Collection entries:
- - - -

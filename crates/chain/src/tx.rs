//! Dynamic-fee transaction construction, signing and replacement.

use crate::ChainError;
use alloy_consensus::{SignableTransaction, TxEip1559, TxEnvelope};
use alloy_eips::eip2718::{Decodable2718, Encodable2718};
use alloy_network::TxSignerSync;
use alloy_primitives::{hex, Address, Bytes, TxKind, B256, U256};
use alloy_signer_local::PrivateKeySigner;

/// Gas settings applied to every signed transaction.
#[derive(Debug, Clone, Copy, PartialEq, Eq)]
pub struct GasSettings {
    /// EIP-1559 max fee per gas, in wei.
    pub fee_cap: u128,
    /// EIP-1559 max priority fee per gas, in wei.
    pub tip_cap: u128,
    /// Gas limit.
    pub gas_limit: u64,
}

/// A signed transaction ready for the ledger and the dispatcher.
#[derive(Debug, Clone)]
pub struct SignedTx {
    /// EIP-2718 encoded payload, `0x`-prefixed hex.
    pub raw_hex: String,
    /// Transaction hash.
    pub tx_hash: B256,
    /// The nonce the transaction was signed with.
    pub nonce: u64,
}

/// The parameters a bumped-fee replacement must be re-signed with.
#[derive(Debug, Clone, PartialEq, Eq)]
pub struct TxReplacement {
    /// Call target of the original transaction.
    pub to: Address,
    /// Original calldata.
    pub input: Bytes,
    /// Original value.
    pub value: U256,
    /// Fee cap after the bump.
    pub fee_cap: u128,
    /// Original tip cap.
    pub tip_cap: u128,
    /// Original gas limit.
    pub gas_limit: u64,
    /// Original nonce; a replacement must reuse it.
    pub nonce: u64,
}

impl TxReplacement {
    /// The gas settings to re-sign with.
    pub const fn gas(&self) -> GasSettings {
        GasSettings { fee_cap: self.fee_cap, tip_cap: self.tip_cap, gas_limit: self.gas_limit }
    }
}

fn sign(signer: &PrivateKeySigner, mut tx: TxEip1559) -> Result<SignedTx, ChainError> {
    let nonce = tx.nonce;
    let signature = signer.sign_transaction_sync(&mut tx)?;
    let envelope = TxEnvelope::from(tx.into_signed(signature));
    let mut raw = Vec::new();
    envelope.encode_2718(&mut raw);
    Ok(SignedTx {
        raw_hex: hex::encode_prefixed(&raw),
        tx_hash: *envelope.tx_hash(),
        nonce,
    })
}

/// Signs a dynamic-fee contract-execution transaction.
pub fn sign_execution_tx(
    signer: &PrivateKeySigner,
    chain_id: u64,
    to: Address,
    input: Bytes,
    value: U256,
    gas: &GasSettings,
    nonce: u64,
) -> Result<SignedTx, ChainError> {
    sign(
        signer,
        TxEip1559 {
            chain_id,
            nonce,
            gas_limit: gas.gas_limit,
            max_fee_per_gas: gas.fee_cap,
            max_priority_fee_per_gas: gas.tip_cap,
            to: TxKind::Call(to),
            value,
            access_list: Default::default(),
            input,
        },
    )
}

/// Signs a dynamic-fee contract-creation transaction.
pub fn sign_deploy_tx(
    signer: &PrivateKeySigner,
    chain_id: u64,
    init_code: Bytes,
    gas: &GasSettings,
    nonce: u64,
) -> Result<SignedTx, ChainError> {
    sign(
        signer,
        TxEip1559 {
            chain_id,
            nonce,
            gas_limit: gas.gas_limit,
            max_fee_per_gas: gas.fee_cap,
            max_priority_fee_per_gas: gas.tip_cap,
            to: TxKind::Create,
            value: U256::ZERO,
            access_list: Default::default(),
            input: init_code,
        },
    )
}

/// Decodes a `0x`-prefixed EIP-2718 raw transaction.
pub fn decode_raw_tx(raw_hex: &str) -> Result<TxEnvelope, ChainError> {
    let raw = hex::decode(raw_hex).map_err(|e| ChainError::TxDecode(e.to_string()))?;
    TxEnvelope::decode_2718(&mut raw.as_slice()).map_err(|e| ChainError::TxDecode(e.to_string()))
}

/// Derives the re-sign parameters for a fee-bumped replacement of a raw
/// transaction, raising the fee cap by 15 % and keeping everything else,
/// including the nonce.
///
/// Only dynamic-fee call transactions can be replaced this way.
pub fn replacement_for(raw_hex: &str) -> Result<TxReplacement, ChainError> {
    let envelope = decode_raw_tx(raw_hex)?;
    let TxEnvelope::Eip1559(signed) = envelope else {
        return Err(ChainError::NotDynamicFee);
    };
    let tx = signed.tx();
    let TxKind::Call(to) = tx.to else {
        return Err(ChainError::NoRecipient);
    };
    Ok(TxReplacement {
        to,
        input: tx.input.clone(),
        value: tx.value,
        fee_cap: tx.max_fee_per_gas * 115 / 100,
        tip_cap: tx.max_priority_fee_per_gas,
        gas_limit: tx.gas_limit,
        nonce: tx.nonce,
    })
}

#[cfg(test)]
mod tests {
    use super::*;

    const CHAIN_ID: u64 = 44787;

    fn gas() -> GasSettings {
        GasSettings { fee_cap: 15_000_000_000, tip_cap: 1_000_000_000, gas_limit: 250_000 }
    }

    #[test]
    fn signed_execution_tx_roundtrips() {
        let signer = PrivateKeySigner::random();
        let to = Address::repeat_byte(0x42);
        let input = Bytes::from_static(&[0xde, 0xad, 0xbe, 0xef]);
        let signed =
            sign_execution_tx(&signer, CHAIN_ID, to, input.clone(), U256::ZERO, &gas(), 7)
                .unwrap();

        let envelope = decode_raw_tx(&signed.raw_hex).unwrap();
        assert_eq!(*envelope.tx_hash(), signed.tx_hash);
        let TxEnvelope::Eip1559(inner) = envelope else { panic!("expected dynamic fee tx") };
        assert_eq!(inner.tx().nonce, 7);
        assert_eq!(inner.tx().to, TxKind::Call(to));
        assert_eq!(inner.tx().input, input);
        assert_eq!(inner.recover_signer().unwrap(), signer.address());
    }

    #[test]
    fn replacement_bumps_fee_cap_and_keeps_nonce() {
        let signer = PrivateKeySigner::random();
        let signed = sign_execution_tx(
            &signer,
            CHAIN_ID,
            Address::repeat_byte(0x42),
            Bytes::new(),
            U256::ZERO,
            &gas(),
            3,
        )
        .unwrap();

        let replacement = replacement_for(&signed.raw_hex).unwrap();
        assert_eq!(replacement.fee_cap, 15_000_000_000 * 115 / 100);
        assert!(replacement.fee_cap > gas().fee_cap);
        assert_eq!(replacement.nonce, 3);
        assert_eq!(replacement.tip_cap, gas().tip_cap);

        // Bumping a bump keeps the nonce stable and keeps raising the cap.
        let resigned = sign_execution_tx(
            &signer,
            CHAIN_ID,
            replacement.to,
            replacement.input.clone(),
            replacement.value,
            &replacement.gas(),
            replacement.nonce,
        )
        .unwrap();
        let twice = replacement_for(&resigned.raw_hex).unwrap();
        assert_eq!(twice.nonce, 3);
        assert!(twice.fee_cap > replacement.fee_cap);
    }

    #[test]
    fn deploy_tx_has_no_recipient() {
        let signer = PrivateKeySigner::random();
        let signed =
            sign_deploy_tx(&signer, CHAIN_ID, Bytes::from_static(&[0x60, 0x80]), &gas(), 0)
                .unwrap();
        let envelope = decode_raw_tx(&signed.raw_hex).unwrap();
        let TxEnvelope::Eip1559(inner) = envelope else { panic!("expected dynamic fee tx") };
        assert!(inner.tx().to.is_create());
        assert!(matches!(replacement_for(&signed.raw_hex), Err(ChainError::NoRecipient)));
    }

    #[test]
    fn garbage_raw_tx_is_rejected() {
        assert!(matches!(decode_raw_tx("0xzz"), Err(ChainError::TxDecode(_))));
        assert!(matches!(decode_raw_tx("0x00"), Err(ChainError::TxDecode(_))));
    }
}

- - - -

**About this exercise**
With every word kept as it is, set down the entries again.

**Answer below**
filename crates/chain/src/tx.rs
//! Dynamic-fee transaction construction, signing and replacement.

use crate::ChainError;
use alloy_consensus::{SignableTransaction, TxEip1559, TxEnvelope};
use alloy_eips::eip2718::{Decodable2718, Encodable2718};
use alloy_network::TxSignerSync;
use alloy_primitives::{hex, Address, Bytes, TxKind, B256, U256};
use alloy_signer_local::PrivateKeySigner;

/// Gas settings applied to every signed transaction.
#[derive(Debug, Clone, Copy, PartialEq, Eq)]
pub struct GasSettings {
    /// EIP-1559 max fee per gas, in wei.
    pub fee_cap: u128,
    /// EIP-1559 max priority fee per gas, in wei.
    pub tip_cap: u128,
    /// Gas limit.
    pub gas_limit: u64,
}

/// A signed transaction ready for the ledger and the dispatcher.
#[derive(Debug, Clone)]
pub struct SignedTx {
    /// EIP-2718 encoded payload, `0x`-prefixed hex.
    pub raw_hex: String,
    /// Transaction hash.
    pub tx_hash: B256,
    /// The nonce the transaction was signed with.
    pub nonce: u64,
}

/// The parameters a bumped-fee replacement must be re-signed with.
#[derive(Debug, Clone, PartialEq, Eq)]
pub struct TxReplacement {
    /// Call target of the original transaction.
    pub to: Address,
    /// Original calldata.
    pub input: Bytes,
    /// Original value.
    pub value: U256,
    /// Fee cap after the bump.
    pub fee_cap: u128,
    /// Original tip cap.
    pub tip_cap: u128,
    /// Original gas limit.
    pub gas_limit: u64,
    /// Original nonce; a replacement must reuse it.
    pub nonce: u64,
}

impl TxReplacement {
    /// The gas settings to re-sign with.
    pub const fn gas(&self) -> GasSettings {
        GasSettings { fee_cap: self.fee_cap, tip_cap: self.tip_cap, gas_limit: self.gas_limit }
    }
}

fn sign(signer: &PrivateKeySigner, mut tx: TxEip1559) -> Result<SignedTx, ChainError> {
    let nonce = tx.nonce;
    let signature = signer.sign_transaction_sync(&mut tx)?;
    let envelope = TxEnvelope::from(tx.into_signed(signature));
    let mut raw = Vec::new();
    envelope.encode_2718(&mut raw);
    Ok(SignedTx {
        raw_hex: hex::encode_prefixed(&raw),
        tx_hash: *envelope.tx_hash(),
        nonce,
    })
}

/// Signs a dynamic-fee contract-execution transaction.
pub fn sign_execution_tx(
    signer: &PrivateKeySigner,
    chain_id: u64,
    to: Address,
    input: Bytes,
    value: U256,
    gas: &GasSettings,
    nonce: u64,
) -> Result<SignedTx, ChainError> {
    sign(
        signer,
        TxEip1559 {
            chain_id,
            nonce,
            gas_limit: gas.gas_limit,
            max_fee_per_gas: gas.fee_cap,
            max_priority_fee_per_gas: gas.tip_cap,
            to: TxKind::Call(to),
            value,
            access_list: Default::default(),
            input,
        },
    )
}

/// Signs a dynamic-fee contract-creation transaction.
pub fn sign_deploy_tx(
    signer: &PrivateKeySigner,
    chain_id: u64,
    init_code: Bytes,
    gas: &GasSettings,
    nonce: u64,
) -> Result<SignedTx, ChainError> {
    sign(
        signer,
        TxEip1559 {
            chain_id,
            nonce,
            gas_limit: gas.gas_limit,
            max_fee_per_gas: gas.fee_cap,
            max_priority_fee_per_gas: gas.tip_cap,
            to: TxKind::Create,
            value: U256::ZERO,
            access_list: Default::default(),
            input: init_code,
        },
    )
}

/// Decodes a `0x`-prefixed EIP-2718 raw transaction.
pub fn decode_raw_tx(raw_hex: &str) -> Result<TxEnvelope, ChainError> {
    let raw = hex::decode(raw_hex).map_err(|e| ChainError::TxDecode(e.to_string()))?;
    TxEnvelope::decode_2718(&mut raw.as_slice()).map_err(|e| ChainError::TxDecode(e.to_string()))
}

/// Derives the re-sign parameters for a fee-bumped replacement of a raw
/// transaction, raising the fee cap by 15 % and keeping everything else,
/// including the nonce.
///
/// Only dynamic-fee call transactions can be replaced this way.
pub fn replacement_for(raw_hex: &str) -> Result<TxReplacement, ChainError> {
    let envelope = decode_raw_tx(raw_hex)?;
    let TxEnvelope::Eip1559(signed) = envelope else {
        return Err(ChainError::NotDynamicFee);
    };
    let tx = signed.tx();
    let TxKind::Call(to) = tx.to else {
        return Err(ChainError::NoRecipient);
    };
    Ok(TxReplacement {
        to,
        input: tx.input.clone(),
        value: tx.value,
        fee_cap: tx.max_fee_per_gas * 115 / 100,
        tip_cap: tx.max_priority_fee_per_gas,
        gas_limit: tx.gas_limit,
        nonce: tx.nonce,
    })
}

#[cfg(test)]
mod tests {
    use super::*;

    const CHAIN_ID: u64 = 44787;

    fn gas() -> GasSettings {
        GasSettings { fee_cap: 15_000_000_000, tip_cap: 1_000_000_000, gas_limit: 250_000 }
    }

    #[test]
    fn signed_execution_tx_roundtrips() {
        let signer = PrivateKeySigner::random();
        let to = Address::repeat_byte(0x42);
        let input = Bytes::from_static(&[0xde, 0xad, 0xbe, 0xef]);
        let signed =
            sign_execution_tx(&signer, CHAIN_ID, to, input.clone(), U256::ZERO, &gas(), 7)
                .unwrap();

        let envelope = decode_raw_tx(&signed.raw_hex).unwrap();
        assert_eq!(*envelope.tx_hash(), signed.tx_hash);
        let TxEnvelope::Eip1559(inner) = envelope else { panic!("expected dynamic fee tx") };
        assert_eq!(inner.tx().nonce, 7);
        assert_eq!(inner.tx().to, TxKind::Call(to));
        assert_eq!(inner.tx().input, input);
        assert_eq!(inner.recover_signer().unwrap(), signer.address());
    }

    #[test]
    fn replacement_bumps_fee_cap_and_keeps_nonce() {
        let signer = PrivateKeySigner::random();
        let signed = sign_execution_tx(
            &signer,
            CHAIN_ID,
            Address::repeat_byte(0x42),
            Bytes::new(),
            U256::ZERO,
            &gas(),
            3,
        )
        .unwrap();

        let replacement = replacement_for(&signed.raw_hex).unwrap();
        assert_eq!(replacement.fee_cap, 15_000_000_000 * 115 / 100);
        assert!(replacement.fee_cap > gas().fee_cap);
        assert_eq!(replacement.nonce, 3);
        assert_eq!(replacement.tip_cap, gas().tip_cap);

        // Bumping a bump keeps the nonce stable and keeps raising the cap.
        let resigned = sign_execution_tx(
            &signer,
            CHAIN_ID,
            replacement.to,
            replacement.input.clone(),
            replacement.value,
            &replacement.gas(),
            replacement.nonce,
        )
        .unwrap();
        let twice = replacement_for(&resigned.raw_hex).unwrap();
        assert_eq!(twice.nonce, 3);
        assert!(twice.fee_cap > replacement.fee_cap);
    }

    #[test]
    fn deploy_tx_has_no_recipient() {
        let signer = PrivateKeySigner::random();
        let signed =
            sign_deploy_tx(&signer, CHAIN_ID, Bytes::from_static(&[0x60, 0x80]), &gas(), 0)
                .unwrap();
        let envelope = decode_raw_tx(&signed.raw_hex).unwrap();
        let TxEnvelope::Eip1559(inner) = envelope else { panic!("expected dynamic fee tx") };
        assert!(inner.tx().to.is_create());
        assert!(matches!(replacement_for(&signed.raw_hex), Err(ChainError::NoRecipient)));
    }

    #[test]
    fn garbage_raw_tx_is_rejected() {
        assert!(matches!(decode_raw_tx("0xzz"), Err(ChainError::TxDecode(_))));
        assert!(matches!(decode_raw_tx("0x00"), Err(ChainError::TxDecode(_))));
    }
}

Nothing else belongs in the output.